I have a dataframe like df:
id <- c("aa", "bb", "cc", "dd", "ee", "ff", "gg", "hh", "ii", "jj")
value <- c(10, 9, 8, 7, 6, 5, 4, 3, 2, 1)
df <- data.frame(id, value)
I want to aggregate the values that are rank below n-th position (in this case, n=5), such that, the new data looks like df_new:
id_new <- c("aa", "bb", "cc", "dd", "ee", "others")

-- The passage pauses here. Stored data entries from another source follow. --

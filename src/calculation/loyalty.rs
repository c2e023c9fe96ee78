//! Loyalty band: rewarding modest lingering past the scheduled end.

use rust_decimal::Decimal;

use crate::models::{AttendanceRecord, ShiftPolicy};

use super::clock_math::minutes_after_work_end;
use super::day_detection::DayCategory;

/// Minimum minutes past `work_end` that earn loyalty.
pub const LOYALTY_MIN_MINUTES: i64 = 30;

/// Minutes past `work_end` at which presence graduates into overtime.
///
/// Exactly this many minutes is overtime, not loyalty.
pub const OVERTIME_THRESHOLD_MINUTES: i64 = 60;

/// Calculates loyalty minutes for one record.
///
/// `30 <= extra < 60` returns `extra`; anything shorter or longer returns
/// zero. Sunday is always zero.
///
/// # Example
///
/// ```
/// use attendance_engine::calculation::{calculate_loyalty, DayCategory};
/// use attendance_engine::models::{AttendanceRecord, DaySchedule, OvertimeMode, ShiftPolicy};
/// use chrono::NaiveDate;
/// use rust_decimal::Decimal;
///
/// let schedule = DaySchedule::from_strs("08:00", "16:00", "18:00", "23:00", "17:00").unwrap();
/// let policy = ShiftPolicy {
///     id: 1,
///     name: "Shift 1".to_string(),
///     weekday: schedule.clone(),
///     saturday: schedule,
///     late_tolerance: 15,
///     overtime_mode: OvertimeMode::PerJam,
/// };
/// let mut record = AttendanceRecord::new(1, 1, NaiveDate::from_ymd_opt(2026, 1, 12).unwrap(), 1);
/// record.clock_in = Some("08:00".to_string());
/// record.clock_out = Some("16:45".to_string());
///
/// assert_eq!(calculate_loyalty(&record, &policy, DayCategory::Weekday), Decimal::new(45, 0));
/// ```
pub fn calculate_loyalty(
    record: &AttendanceRecord,
    policy: &ShiftPolicy,
    day: DayCategory,
) -> Decimal {
    let Some(schedule) = policy.schedule_for(day) else {
        return Decimal::ZERO;
    };

    let extra = minutes_after_work_end(record, schedule);
    if (LOYALTY_MIN_MINUTES..OVERTIME_THRESHOLD_MINUTES).contains(&extra) {
        Decimal::new(extra, 0)
    } else {
        Decimal::ZERO
    }
}

#[cfg(test)]
mod tests {
    use super::*;
    use crate::calculation::test_support::{policy, record};

    fn loyalty_for(clock_out: &str) -> Decimal {
        calculate_loyalty(&record("08:00", clock_out), &policy(), DayCategory::Weekday)
    }

    #[test]
    fn test_band_boundaries() {
        assert_eq!(loyalty_for("16:29"), Decimal::ZERO);
        assert_eq!(loyalty_for("16:30"), Decimal::new(30, 0));
        assert_eq!(loyalty_for("16:59"), Decimal::new(59, 0));
        assert_eq!(loyalty_for("17:00"), Decimal::ZERO);
        assert_eq!(loyalty_for("18:00"), Decimal::ZERO);
    }

    #[test]
    fn test_leaving_early_is_zero() {
        assert_eq!(loyalty_for("15:00"), Decimal::ZERO);
    }

    #[test]
    fn test_saturday_uses_saturday_end() {
        let r = record("08:00", "12:40");
        assert_eq!(calculate_loyalty(&r, &policy(), DayCategory::Saturday), Decimal::new(40, 0));
    }

    #[test]
    fn test_sunday_is_zero() {
        let r = record("08:00", "16:45");
        assert_eq!(calculate_loyalty(&r, &policy(), DayCategory::Sunday), Decimal::ZERO);
    }

    #[test]
    fn test_missing_clock_out_is_zero() {
        assert_eq!(loyalty_for(""), Decimal::ZERO);
    }
}
//! Configuration loading and management for the attendance engine.
//!
//! This module loads engine settings and shift policies from YAML files,
//! or supplies the stock configuration via [`ConfigLoader::builtin`].
//!
//! # Example
//!
//! ```no_run
//! use attendance_engine::config::ConfigLoader;
//!
//! let config = ConfigLoader::load("./config/default").unwrap();
//! println!("Overtime bonus rule: {:?}", config.bonus_rule());
//! ```

mod loader;
mod types;

pub use loader::ConfigLoader;
pub use types::{EngineConfig, EngineSettings, ShiftsConfig};
//! HTTP API module for the attendance engine.
//!
//! This module provides the REST endpoints for stateless metric
//! calculation, log import and per-employee reports.

mod handlers;
mod request;
mod response;
mod state;

pub use handlers::create_router;
pub use request::{CalculationRequest, ImportRequest, PolicyRequest, RecordRequest, ReportQuery};
pub use response::{
    ApiError, ApiErrorResponse, CalculationResponse, DayResult, ImportResponse, ReportResponse,
};
pub use state::AppState;
//! Day classification.
//!
//! Every metric depends on whether the record falls on a weekday, a Saturday
//! or a Sunday. Sunday is the most special-cased: only raw duration counts.

use chrono::{Datelike, NaiveDate, Weekday};
use serde::{Deserialize, Serialize};

/// The day category a shift policy distinguishes.
///
/// # Example
///
/// ```
/// use attendance_engine::calculation::DayCategory;
///
/// let day = DayCategory::Saturday;
/// assert_eq!(day.to_string(), "Saturday");
/// ```
#[derive(Debug, Clone, Copy, PartialEq, Eq, Hash, Serialize, Deserialize)]
#[serde(rename_all = "snake_case")]
pub enum DayCategory {
    /// Monday through Friday.
    Weekday,
    /// Saturday, with its own (usually shorter) schedule.
    Saturday,
    /// Sunday: no overtime, loyalty or lateness.
    Sunday,
}

impl std::fmt::Display for DayCategory {
    fn fmt(&self, f: &mut std::fmt::Formatter<'_>) -> std::fmt::Result {
        match self {
            DayCategory::Weekday => write!(f, "Weekday"),
            DayCategory::Saturday => write!(f, "Saturday"),
            DayCategory::Sunday => write!(f, "Sunday"),
        }
    }
}

/// Determines the day category for a date using the ISO weekday.
///
/// # Example
///
/// ```
/// use attendance_engine::calculation::{get_day_category, DayCategory};
/// use chrono::NaiveDate;
///
/// // 2026-01-17 is a Saturday
/// let saturday = NaiveDate::from_ymd_opt(2026, 1, 17).unwrap();
/// assert_eq!(get_day_category(saturday), DayCategory::Saturday);
///
/// // 2026-01-18 is a Sunday
/// let sunday = NaiveDate::from_ymd_opt(2026, 1, 18).unwrap();
/// assert_eq!(get_day_category(sunday), DayCategory::Sunday);
///
/// // 2026-01-12 is a Monday
/// let monday = NaiveDate::from_ymd_opt(2026, 1, 12).unwrap();
/// assert_eq!(get_day_category(monday), DayCategory::Weekday);
/// ```
pub fn get_day_category(date: NaiveDate) -> DayCategory {
    match date.weekday() {
        Weekday::Sat => DayCategory::Saturday,
        Weekday::Sun => DayCategory::Sunday,
        _ => DayCategory::Weekday,
    }
}
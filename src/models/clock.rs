//! Wall-clock time helpers shared by the models.
//!
//! Punches are persisted as the strings the time clock produced; policy
//! boundaries are `HH:MM` and violation times are `HH:MM:SS`. This module
//! converts between those textual forms and [`NaiveTime`].

use chrono::{NaiveTime, Timelike};

/// Cell contents that vendor exports use to mean "no value".
const EMPTY_PLACEHOLDERS: [&str; 4] = ["nan", "none", "null", "-"];

/// Returns true when a raw cell or punch string carries no value.
pub fn is_blank(raw: &str) -> bool {
    let trimmed = raw.trim();
    trimmed.is_empty()
        || EMPTY_PLACEHOLDERS
            .iter()
            .any(|placeholder| trimmed.eq_ignore_ascii_case(placeholder))
}

/// Parses a wall-clock time written as `HH:MM`, `HH:MM:SS`, or with `.`
/// separators (`08.15`).
///
/// Returns `None` for blank placeholders and anything that is not a valid
/// time of day. Seconds are kept.
pub fn parse_clock(raw: &str) -> Option<NaiveTime> {
    if is_blank(raw) {
        return None;
    }
    let normalized = raw.trim().replace('.', ":");
    NaiveTime::parse_from_str(&normalized, "%H:%M:%S")
        .or_else(|_| NaiveTime::parse_from_str(&normalized, "%H:%M"))
        .ok()
}

/// Parses a punch and truncates it to the whole minute.
///
/// Attendance metrics are computed at minute precision.
///
/// # Example
///
/// ```
/// use attendance_engine::models::parse_punch;
/// use chrono::NaiveTime;
///
/// assert_eq!(parse_punch("08:15:42"), NaiveTime::from_hms_opt(8, 15, 0));
/// assert_eq!(parse_punch("17.05"), NaiveTime::from_hms_opt(17, 5, 0));
/// assert_eq!(parse_punch("nan"), None);
/// ```
pub fn parse_punch(raw: &str) -> Option<NaiveTime> {
    parse_clock(raw).and_then(|time| time.with_second(0))
}

/// Serde adapter for `HH:MM` policy boundaries.
pub mod hhmm {
    use chrono::NaiveTime;
    use serde::{Deserialize, Deserializer, Serializer, de::Error};

    /// Serializes a time as `HH:MM`.
    pub fn serialize<S: Serializer>(time: &NaiveTime, serializer: S) -> Result<S::Ok, S::Error> {
        serializer.serialize_str(&time.format("%H:%M").to_string())
    }

    /// Deserializes a time from `HH:MM` (seconds tolerated).
    pub fn deserialize<'de, D: Deserializer<'de>>(deserializer: D) -> Result<NaiveTime, D::Error> {
        let raw = String::deserialize(deserializer)?;
        super::parse_clock(&raw)
            .ok_or_else(|| D::Error::custom(format!("invalid time of day '{}'", raw)))
    }
}

/// Serde adapter for `HH:MM:SS` violation timestamps.
pub mod hhmmss {
    use chrono::NaiveTime;
    use serde::{Deserialize, Deserializer, Serializer, de::Error};

    /// Serializes a time as `HH:MM:SS`.
    pub fn serialize<S: Serializer>(time: &NaiveTime, serializer: S) -> Result<S::Ok, S::Error> {
        serializer.serialize_str(&time.format("%H:%M:%S").to_string())
    }

    /// Deserializes a time from `HH:MM:SS` (`HH:MM` tolerated).
    pub fn deserialize<'de, D: Deserializer<'de>>(deserializer: D) -> Result<NaiveTime, D::Error> {
        let raw = String::deserialize(deserializer)?;
        super::parse_clock(&raw)
            .ok_or_else(|| D::Error::custom(format!("invalid time of day '{}'", raw)))
    }
}
//! Regular work hours.
//!
//! On weekdays and Saturdays only the overlap between the scheduled window
//! and the actual punches counts; early arrival and late departure are
//! captured by loyalty and overtime instead. Sunday counts raw duration.

use rust_decimal::Decimal;

use crate::models::{AttendanceRecord, PunchField, ShiftPolicy};

use super::clock_math::{hours_from_minutes, minutes_between};
use super::day_detection::DayCategory;

/// Calculates work hours for one record.
///
/// Returns zero when either main punch is missing or malformed, or when
/// `clock_out` is not after `clock_in` (overnight shifts are not supported).
///
/// # Example
///
/// ```
/// use attendance_engine::calculation::{calculate_work_hours, DayCategory};
/// use attendance_engine::models::{AttendanceRecord, DaySchedule, OvertimeMode, ShiftPolicy};
/// use chrono::NaiveDate;
/// use rust_decimal::Decimal;
///
/// let schedule = DaySchedule::from_strs("08:00", "16:00", "18:00", "23:00", "17:00").unwrap();
/// let policy = ShiftPolicy {
///     id: 1,
///     name: "Shift 1".to_string(),
///     weekday: schedule.clone(),
///     saturday: schedule,
///     late_tolerance: 15,
///     overtime_mode: OvertimeMode::PerJam,
/// };
/// let mut record = AttendanceRecord::new(1, 1, NaiveDate::from_ymd_opt(2026, 1, 12).unwrap(), 1);
/// record.clock_in = Some("07:30".to_string());
/// record.clock_out = Some("16:30".to_string());
///
/// assert_eq!(calculate_work_hours(&record, &policy, DayCategory::Weekday), Decimal::new(8, 0));
/// assert_eq!(calculate_work_hours(&record, &policy, DayCategory::Sunday), Decimal::new(9, 0));
/// ```
pub fn calculate_work_hours(
    record: &AttendanceRecord,
    policy: &ShiftPolicy,
    day: DayCategory,
) -> Decimal {
    let (Some(clock_in), Some(clock_out)) = (
        record.time(PunchField::ClockIn),
        record.time(PunchField::ClockOut),
    ) else {
        return Decimal::ZERO;
    };

    if clock_out <= clock_in {
        return Decimal::ZERO;
    }

    let Some(schedule) = policy.schedule_for(day) else {
        return hours_from_minutes(minutes_between(clock_in, clock_out));
    };

    let start = schedule.work_start.max(clock_in);
    let end = schedule.work_end.min(clock_out);
    if end <= start {
        return Decimal::ZERO;
    }

    let minutes = minutes_between(start, end).min(schedule.scheduled_minutes());
    hours_from_minutes(minutes)
}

value_new <- c(10, 9, 8, 7, 6, 15)
df_new <- data.frame(id_new, value_new)
I have tried to combine top_n
with summarise
in dplyr but I do not find the way to aggregate a dataset partially.
Any idea?
One way could be to utilize the fct_lump_n
in forcats
(part of tidyverse
):
The idea is to treat id as a factor with x levels, fct_lump_n
lumps all but n
into the same factor. We could then use count
to summarize all the others-factor-level into one. I.e.
library(forcats)
library(dplyr)
df |>
mutate(id = fct_lump_n(as.factor(id), n = 5, w = value, other_level = "others")) |>
count(id, wt = value, name = "value")
Or use a similar logic with dplyr
alone: As we have no value-weighting in the first place, we'll need to arrange before recoding.
library(dplyr)
df |>
arrange(desc(value)) |>
mutate(id = if_else(row_number() > 5, "others", id)) |>
count(id, wt = value, name = "value")
Output:
id value
1 aa 10
2 bb 9
3 cc 8
4 dd 7
5 ee 6
6 others 15